The paper introduces SPECTRE, leveraging robust covariance estimation to amplify the spectral signature of poisoned data and neutralize backdoor attacks.
It employs singular value decomposition for dimensionality reduction, isolating key singular directions that improve the detection of malicious triggers.
It further integrates a Quantum Entropy-based scoring system to reliably identify outlier samples, demonstrating superior performance over state-of-the-art defenses.

Overview of SPECTRE: A Robust Defense Against Backdoor Attacks

The paper "SPECTRE: Defending Against Backdoor Attacks Using Robust Statistics" addresses the issue of backdoor attacks, which are a significant threat in machine learning models. Backdoor attacks involve incorporating a small fraction of crafted, poisoned data into the training dataset, causing the model to behave maliciously when specific triggers are presented, while remaining accurate on clean data. Existing defenses are often insufficient due to their reliance on detecting a large spectral signature of poisoned samples, which is not always present. This research introduces SPECTRE (Spectral Poison ExCision Through Robust Estimation), an advanced defense strategy that leverages robust statistical methods to enhance the detection of poisoned samples and effectively remove backdoors from trained models.

Key Contributions

The primary contribution of this work is the development of SPECTRE, a robust defense mechanism designed to guard against a broad range of backdoor attacks. The innovations are:

Robust Covariance Estimation: SPECTRE utilizes robust mean and covariance estimation techniques to accurately assess and differentiate between clean and poisoned data. The core idea is to whiten the data based on these estimations, which amplifies the spectral signature of the poisoned data and mitigates their impact on the model.
Dimensionality Reduction: The method employs singular value decomposition (SVD) for dimensionality reduction, focusing on a computed number of top singular directions that best reveal the spectral signature of poisoned data. An algorithm is proposed to identify an appropriate dimensionality $k$ , which is crucial for effective processing given the sample sizes typically available in real-world datasets.
Quantum Entropy (QUE) Scoring: A novel scoring mechanism adapts existing Quantum Entropy ideas to better identify outliers—i.e., potential poisoned samples—based on the adapted spectral profile post-whitening. This scoring system interpolates between squared norm and squared projected norm measures to tailor the response to the specific dimensional attributes of each attack.
Comprehensive Evaluation: The paper presents an empirical evaluation of SPECTRE's performance against state-of-the-art defenses, demonstrating its robustness across various attack strategies, including pixel, periodic, and label-consistent backdoor attacks.

Implications and Future Directions

SPECTRE's successful application across multiple backdoor attack scenarios illustrates its potential to significantly enhance the security of machine learning models. By addressing the limitations of contemporary defenses, it paves the way for the development of more secure models, particularly in distributed and federated learning environments where data sources can be untrusted.
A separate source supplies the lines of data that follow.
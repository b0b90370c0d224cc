mod closest_point;
mod sample;

pub use closest_point::{ClosestPointOnPath, ClosestPointResult};
pub use sample::SamplePath;
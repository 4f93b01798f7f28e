/// Normalizes field text for numeric parsing.
fn normalize_number_input(s: &str) -> &str {
    s.trim()
}

/// Parses persisted field text into a number.
///
/// Returns `None` for empty or whitespace-only input, or when parsing fails
/// (logs a warning on parse failure). Used when restoring the last session,
/// where a bad value should leave the model at its default rather than stop
/// the screen from loading.
pub fn parse_optional_number(s: &str) -> Option<f64> {
    let normalized = normalize_number_input(s);
    if normalized.is_empty() {
        None
    } else {
        normalized.parse().map_or_else(
            |e| {
                tracing::warn!(input = %s, "invalid stored number: {}", e);
                None
            },
            Some,
        )
    }
}

/// Renders `text` with a caret at character position `cursor`.
pub fn with_caret(
    text: &str,
    cursor: usize,
) -> String {
    let mut rendered: String = text.chars().take(cursor).collect();
    rendered.push('|');
    rendered.extend(text.chars().skip(cursor));
    rendered
}
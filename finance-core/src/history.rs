//! Saved calculation summaries.
//!
//! Each screen keeps an append-only list of plain-text summaries. The text
//! layout is read back by earlier installs, so it must not change (note the
//! double space before "No." in the compound interest entry).

use thiserror::Error;

use crate::models::InputField;

/// Storage key of the compound interest history list.
pub const COMPOUND_HISTORY_KEY: &str = "CompoundInterestHistory";

/// Storage key of the mortgage history list.
pub const MORTGAGE_HISTORY_KEY: &str = "MortgageHistory";

/// Reasons a save is refused.
#[derive(Debug, Clone, Copy, Error, PartialEq, Eq)]
pub enum SaveError {
    #[error("One or More Input are Empty")]
    OneOrMoreFieldsEmpty,

    /// Exactly one field is blank: the user has not run the calculation yet.
    #[error("Please do calculate. Save Unsuccessful")]
    CalculateFirst,
}

/// Summary line for the compound interest screen, built from raw field text.
pub fn compound_entry(
    present: &str,
    future: &str,
    rate: &str,
    payments: &str,
) -> String {
    format!(
        "Present Value is {present}, Future Value is {future}, Interest Rate is {rate}%,  No. of Payment is {payments}"
    )
}

/// Summary line for the mortgage screen, built from raw field text.
pub fn mortgage_entry(
    amount: &str,
    rate: &str,
    payments: &str,
    payment: &str,
) -> String {
    format!(
        "Mortgage Amount is {amount}, Interest Rate is {rate}%, No. of Payment is {payments}, Payment is {payment}"
    )
}

/// Whitespace-only text counts as blank, the same as for the solvers.
fn is_blank(text: &str) -> bool {
    text.trim().is_empty()
}

fn blank_count(texts: &[&str]) -> usize {
    texts.iter().filter(|t| is_blank(t)).count()
}

/// Compound interest saves need all four fields.
pub fn validate_compound_save(texts: [&str; 4]) -> Result<(), SaveError> {
    match blank_count(&texts) {
        0 => Ok(()),
        _ => Err(SaveError::OneOrMoreFieldsEmpty),
    }
}

/// Mortgage saves need all four fields; a single blank means the
/// calculation was skipped.
pub fn validate_mortgage_save(texts: [&str; 4]) -> Result<(), SaveError> {
    match blank_count(&texts) {
        0 => Ok(()),
        1 => Err(SaveError::CalculateFirst),
        _ => Err(SaveError::OneOrMoreFieldsEmpty),
    }
}

/// Appends one entry to a history list, leaving earlier entries untouched.
pub fn append_entry(
    history: &mut Vec<String>,
    entry: String,
) {
    history.push(entry);
}

/// Labels of the blank fields, for log messages.
pub fn blank_labels<F: InputField>(texts: [&str; 4]) -> Vec<&'static str> {
    F::ALL
        .into_iter()
        .zip(texts)
        .filter_map(|(field, text)| is_blank(text).then_some(field.label()))
        .collect()
}
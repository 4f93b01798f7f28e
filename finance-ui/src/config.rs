//! Application configuration loaded from an optional TOML file.
//!
//! ```toml
//! [store]
//! backend = "sqlite"
//! connection_string = "finance.db"
//!
//! [logging]
//! level = "debug"
//! file = "finance.log"
//! console = true
//! ```
//!
//! Every key is optional. Command-line flags are applied on top with
//! [`AppConfig::apply`].

use std::fs;
use std::path::{Path, PathBuf};

use finance_core::StoreConfig;
use serde::{Deserialize, Serialize};
use thiserror::Error;

#[derive(Debug, Error)]
pub enum ConfigError {
    #[error("cannot read config file '{}': {source}", .path.display())]
    Read {
        path: PathBuf,
        #[source]
        source: std::io::Error,
    },

    #[error("invalid config file '{}': {source}", .path.display())]
    Parse {
        path: PathBuf,
        #[source]
        source: toml::de::Error,
    },
}

/// The `[store]` section.
#[derive(Debug, Clone, PartialEq, Eq, Serialize, Deserialize)]
#[serde(default)]
pub struct StoreSettings {
    pub backend: String,
    pub connection_string: String,
}

impl Default for StoreSettings {
    fn default() -> Self {
        Self {
            backend: "sqlite".to_string(),
            connection_string: "finance.db".to_string(),
        }
    }
}

/// The `[logging]` section.
#[derive(Debug, Clone, PartialEq, Eq, Serialize, Deserialize)]
#[serde(default)]
pub struct LoggingConfig {
    /// A level name or any `EnvFilter` directive.
    pub level: String,
    pub file: Option<PathBuf>,
    /// Whether log records are echoed to stderr.
    pub console: bool,
}

impl Default for LoggingConfig {
    fn default() -> Self {
        Self {
            level: "info".to_string(),
            file: None,
            console: true,
        }
    }
}

#[derive(Debug, Clone, Default, PartialEq, Eq, Serialize, Deserialize)]
#[serde(default)]
pub struct AppConfig {
    pub store: StoreSettings,
    pub logging: LoggingConfig,
}

/// Values given on the command line. `None` keeps the configured value.
#[derive(Debug, Clone, Default)]
pub struct Overrides {
    pub backend: Option<String>,
    pub db: Option<String>,
    pub log_level: Option<String>,
    pub log_file: Option<PathBuf>,
    pub quiet: bool,
}

impl AppConfig {
    pub fn load(path: &Path) -> Result<Self, ConfigError> {
        let text = fs::read_to_string(path).map_err(|source| ConfigError::Read {
            path: path.to_path_buf(),
            source,
        })?;
        Self::from_toml(&text).map_err(|source| ConfigError::Parse {
            path: path.to_path_buf(),
            source,
        })
    }

    pub fn from_toml(text: &str) -> Result<Self, toml::de::Error> {
        toml::from_str(text)
    }

    pub fn apply(
        &mut self,
        overrides: Overrides,
    ) {
        if let Some(backend) = overrides.backend {
            self.store.backend = backend;
        }
        if let Some(db) = overrides.db {
            self.store.connection_string = db;
        }
        if let Some(level) = overrides.log_level {
            self.logging.level = level;
        }
        if let Some(file) = overrides.log_file {
            self.logging.file = Some(file);
        }
        if overrides.quiet {
            self.logging.console = false;
        }
    }

    pub fn store_config(&self) -> StoreConfig {
        StoreConfig {
            backend: self.store.backend.clone(),
            connection_string: self.store.connection_string.clone(),
        }
    }
}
Future research could extend this work by adapting SPECTRE for decentralized settings where access to data is restricted due to privacy concerns. Furthermore, exploring the combination of SPECTRE with other defensive techniques, such as those aimed at adversarial robustness or STRIP defenses, could provide a more comprehensive approach to safeguarding AI systems.

The introduction of robust estimation methods also opens theoretical questions regarding their limits and potential improvements in estimation under various model assumptions. As machine learning applications continue to grow in complexity and exposure, methods like SPECTRE that enhance robustness to data poisoning will become increasingly critical in ensuring the integrity and reliability of AI systems.